• **Study material**
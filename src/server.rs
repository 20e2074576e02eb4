//! JSON HTTP API over the retrieval pipeline.
//!
//! # Endpoints
//!
//! | Method | Path | Description |
//! |--------|------|-------------|
//! | `GET`    | `/health` | Health check (returns version) |
//! | `GET`    | `/stats` | Index statistics |
//! | `POST`   | `/search` | Hybrid retrieval, full score breakdown |
//! | `POST`   | `/context` | Budgeted context with citations |
//! | `POST`   | `/index` | Index inline documents or the configured source |
//! | `POST`   | `/reindex` | Rebuild every document's chunks and embeddings |
//! | `POST`   | `/approve` | Feed approved output (or a reply) back into the index |
//! | `POST`   | `/approve/backfill` | Index recorded approvals not indexed yet |
//! | `DELETE` | `/documents/{id}` | Remove a document and its chunks |
//! | `GET`    | `/log` | Recent retrieval log entries |
//!
//! # Error Contract
//!
//! ```json
//! { "error": { "code": "bad_request", "message": "text must not be empty" } }
//! ```
//!
//! Error codes: `bad_request` (400), `not_found` (404), `internal` (500).
//!
//! # CORS
//!
//! All origins, methods, and headers are permitted to support browser-based
//! clients.

use axum::{
    extract::{Path, Query, State},
    http::StatusCode,
    response::{IntoResponse, Response},
    routing::{delete, get, post},
    Json, Router,
};
use hybrid_rag_core::context::ContextResponse;
use hybrid_rag_core::error::{IndexError, RetrievalError};
use hybrid_rag_core::feedback::{ApprovedItem, REPLY_TAG};
use hybrid_rag_core::indexer::{BulkReport, IndexOutcome};
use hybrid_rag_core::models::{Document, IndexStats, RetrievalLogEntry, SourceKind};
use hybrid_rag_core::retriever::RetrievalResult;
use serde::{Deserialize, Serialize};
use std::sync::Arc;
use tower_http::cors::{Any, CorsLayer};

use crate::config::Config;
use crate::ingest::index_source;
use crate::pipeline::Pipeline;
use crate::sources::FilesystemSource;

#[derive(Clone)]
struct AppState {
    config: Arc<Config>,
    pipeline: Pipeline,
}

/// Build the router. Exposed so tests can serve it on an ephemeral port.
pub fn router(config: &Config, pipeline: Pipeline) -> Router {
    let state = AppState {
        config: Arc::new(config.clone()),
        pipeline,
    };

    let cors = CorsLayer::new()
        .allow_origin(Any)
        .allow_methods(Any)
        .allow_headers(Any);

    Router::new()
        .route("/health", get(handle_health))
        .route("/stats", get(handle_stats))
        .route("/search", post(handle_search))
        .route("/context", post(handle_context))
        .route("/index", post(handle_index))
        .route("/reindex", post(handle_reindex))
        .route("/approve", post(handle_approve))
        .route("/approve/backfill", post(handle_backfill))
        .route("/documents/{id}", delete(handle_delete))
        .route("/log", get(handle_log))
        .layer(cors)
        .with_state(state)
}

/// Binds to `[server].bind` and serves until the process is terminated.
pub async fn run_server(config: &Config) -> anyhow::Result<()> {
    let pipeline = Pipeline::open(config).await?;
    let app = router(config, pipeline);

    let listener = tokio::net::TcpListener::bind(&config.server.bind).await?;
    tracing::info!(bind = %config.server.bind, "server listening");
    println!("Listening on http://{}", config.server.bind);
    axum::serve(listener, app).await?;

    Ok(())
}

// ============ Error response ============

#[derive(Serialize)]
struct ErrorBody {
    error: ErrorDetail,
}

#[derive(Serialize)]
struct ErrorDetail {
    code: String,
    message: String,
}

struct AppError {
    status: StatusCode,
    code: &'static str,
    message: String,
}

impl IntoResponse for AppError {
    fn into_response(self) -> Response {
        let body = ErrorBody {
            error: ErrorDetail {
                code: self.code.to_string(),
                message: self.message,
            },
        };
        (self.status, Json(body)).into_response()
    }
}

fn bad_request(message: impl Into<String>) -> AppError {
    AppError {
        status: StatusCode::BAD_REQUEST,
        code: "bad_request",
        message: message.into(),
    }
}

fn not_found(message: impl Into<String>) -> AppError {
    AppError {
        status: StatusCode::NOT_FOUND,
        code: "not_found",
        message: message.into(),
    }
}

fn internal(message: impl Into<String>) -> AppError {
    let message = message.into();
    tracing::error!(%message, "request failed");
    AppError {
        status: StatusCode::INTERNAL_SERVER_ERROR,
        code: "internal",
        message,
    }
}

impl From<IndexError> for AppError {
    fn from(err: IndexError) -> Self {
        match err {
            IndexError::InvalidDocument(msg) => bad_request(msg),
            other => internal(other.to_string()),
        }
    }
}

impl From<RetrievalError> for AppError {
    fn from(err: RetrievalError) -> Self {
        internal(err.to_string())
    }
}

impl From<anyhow::Error> for AppError {
    fn from(err: anyhow::Error) -> Self {
        internal(format!("{:#}", err))
    }
}

// ============ GET /health ============

#[derive(Serialize)]
struct HealthResponse {
    status: String,
    version: String,
}

async fn handle_health() -> Json<HealthResponse> {
    Json(HealthResponse {
        status: "ok".to_string(),
        version: env!("CARGO_PKG_VERSION").to_string(),
    })
}

// ============ GET /stats ============

async fn handle_stats(State(state): State<AppState>) -> Result<Json<IndexStats>, AppError> {
    Ok(Json(state.pipeline.indexes.stats().await?))
}

// ============ POST /search ============

#[derive(Deserialize)]
struct SearchRequest {
    query: String,
    #[serde(default)]
    top_k: Option<usize>,
    #[serde(default)]
    score_threshold: Option<f64>,
}

async fn handle_search(
    State(state): State<AppState>,
    Json(req): Json<SearchRequest>,
) -> Result<Json<RetrievalResult>, AppError> {
    let settings = state.pipeline.retriever.settings();
    let top_k = req.top_k.unwrap_or(settings.top_k);
    if top_k == 0 {
        return Err(bad_request("top_k must be > 0"));
    }
    let threshold = req.score_threshold.unwrap_or(settings.score_threshold);
    if !(0.0..=1.0).contains(&threshold) {
        return Err(bad_request("score_threshold must be within [0, 1]"));
    }

    let result = state
        .pipeline
        .retriever
        .search_with(&req.query, top_k, threshold)
        .await?;
    Ok(Json(result))
}

// ============ POST /context ============

#[derive(Deserialize)]
struct ContextRequest {
    query: String,
    /// Head each span with `[Relevance: x.xx]`.
    #[serde(default)]
    show_scores: bool,
}

async fn handle_context(
    State(state): State<AppState>,
    Json(req): Json<ContextRequest>,
) -> Result<Json<ContextResponse>, AppError> {
    let result = state.pipeline.retriever.search(&req.query).await?;
    let context = &state.pipeline.context;
    Ok(Json(if req.show_scores {
        context.respond_with_scores(&result)
    } else {
        context.respond(&result)
    }))
}

// ============ POST /index ============

#[derive(Deserialize)]
struct DocumentInput {
    id: String,
    text: String,
    #[serde(default)]
    origin_ref: Option<String>,
    #[serde(default)]
    updated_at: Option<i64>,
}

/// Either inline `documents`, or `"source": true` for `[sources.filesystem]`.
#[derive(Deserialize)]
struct IndexRequest {
    #[serde(default)]
    documents: Vec<DocumentInput>,
    #[serde(default)]
    source: bool,
}

#[derive(Serialize)]
struct IndexResponse {
    indexed: usize,
    unchanged: usize,
    failed: usize,
    #[serde(flatten)]
    report: BulkReport,
}

async fn handle_index(
    State(state): State<AppState>,
    Json(req): Json<IndexRequest>,
) -> Result<Json<IndexResponse>, AppError> {
    let report = if req.source {
        let Some(fs) = &state.config.sources.filesystem else {
            return Err(bad_request("no [sources.filesystem] configured"));
        };
        index_source(&state.pipeline, &FilesystemSource::new(fs.clone())).await?
    } else {
        if req.documents.is_empty() {
            return Err(bad_request("documents must not be empty"));
        }
        let now = chrono::Utc::now().timestamp();
        let docs: Vec<Document> = req
            .documents
            .into_iter()
            .map(|d| Document {
                origin_ref: d.origin_ref.unwrap_or_else(|| d.id.clone()),
                id: d.id,
                source_kind: SourceKind::Source,
                text: d.text,
                updated_at: d.updated_at.unwrap_or(now),
                provenance: None,
            })
            .collect();
        state.pipeline.indexer.index_bulk(&docs).await
    };

    Ok(Json(IndexResponse::from(report)))
}

impl From<BulkReport> for IndexResponse {
    fn from(report: BulkReport) -> Self {
        Self {
            indexed: report.indexed(),
            unchanged: report.unchanged(),
            failed: report.failures.len(),
            report,
        }
    }
}

// ============ POST /reindex ============

async fn handle_reindex(State(state): State<AppState>) -> Result<Json<IndexResponse>, AppError> {
    let report = state.pipeline.indexer.reindex_all().await?;
    Ok(Json(IndexResponse::from(report)))
}

// ============ POST /approve ============

/// Plain approval, or a reply when `reply` is set or `parent_text` given.
#[derive(Deserialize)]
struct ApproveRequest {
    text: String,
    #[serde(default)]
    tag: Option<String>,
    #[serde(default)]
    reply: bool,
    #[serde(default)]
    parent_text: Option<String>,
}

#[derive(Serialize)]
struct ApproveResponse {
    document_id: String,
    outcome: IndexOutcome,
}

async fn handle_approve(
    State(state): State<AppState>,
    Json(req): Json<ApproveRequest>,
) -> Result<Json<ApproveResponse>, AppError> {
    let feedback = &state.pipeline.feedback;
    let approved = if req.reply || req.parent_text.is_some() {
        let tag = req.tag.as_deref().unwrap_or(REPLY_TAG);
        feedback
            .on_approved_reply(&req.text, req.parent_text.as_deref(), tag)
            .await?
    } else {
        feedback
            .on_approved(&req.text, req.tag.as_deref().unwrap_or_default())
            .await?
    };
    Ok(Json(ApproveResponse {
        document_id: approved.document_id,
        outcome: approved.outcome,
    }))
}

// ============ POST /approve/backfill ============

#[derive(Deserialize)]
struct BackfillRequest {
    items: Vec<ApprovedItem>,
}

async fn handle_backfill(
    State(state): State<AppState>,
    Json(req): Json<BackfillRequest>,
) -> Result<Json<IndexResponse>, AppError> {
    let report = state.pipeline.feedback.backfill(&req.items).await?;
    Ok(Json(IndexResponse::from(report)))
}

// ============ DELETE /documents/{id} ============

async fn handle_delete(
    State(state): State<AppState>,
    Path(id): Path<String>,
) -> Result<Json<serde_json::Value>, AppError> {
    if state.pipeline.indexer.remove_document(&id).await? {
        Ok(Json(serde_json::json!({ "removed": id })))
    } else {
        Err(not_found(format!("document not found: {}", id)))
    }
}

// ============ GET /log ============

#[derive(Deserialize)]
struct LogParams {
    #[serde(default = "default_log_limit")]
    limit: usize,
}

fn default_log_limit() -> usize {
    20
}

async fn handle_log(
    State(state): State<AppState>,
    Query(params): Query<LogParams>,
) -> Result<Json<Vec<RetrievalLogEntry>>, AppError> {
    Ok(Json(state.pipeline.log.recent(params.limit.min(1000)).await?))
}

• **What to do**
The lines running from the start of the data through the one that contains "its chunks |" should be reproduced exactly, and only those.

• **Solution to the exercise**
filename src/server.rs
repository 20e2074576e02eb4
//! JSON HTTP API over the retrieval pipeline.
//!
//! # Endpoints
//!
//! | Method | Path | Description |
//! |--------|------|-------------|
//! | `GET`    | `/health` | Health check (returns version) |
//! | `GET`    | `/stats` | Index statistics |
//! | `POST`   | `/search` | Hybrid retrieval, full score breakdown |
//! | `POST`   | `/context` | Budgeted context with citations |
//! | `POST`   | `/index` | Index inline documents or the configured source |
//! | `POST`   | `/reindex` | Rebuild every document's chunks and embeddings |
//! | `POST`   | `/approve` | Feed approved output (or a reply) back into the index |
//! | `POST`   | `/approve/backfill` | Index recorded approvals not indexed yet |
//! | `DELETE` | `/documents/{id}` | Remove a document and its chunks |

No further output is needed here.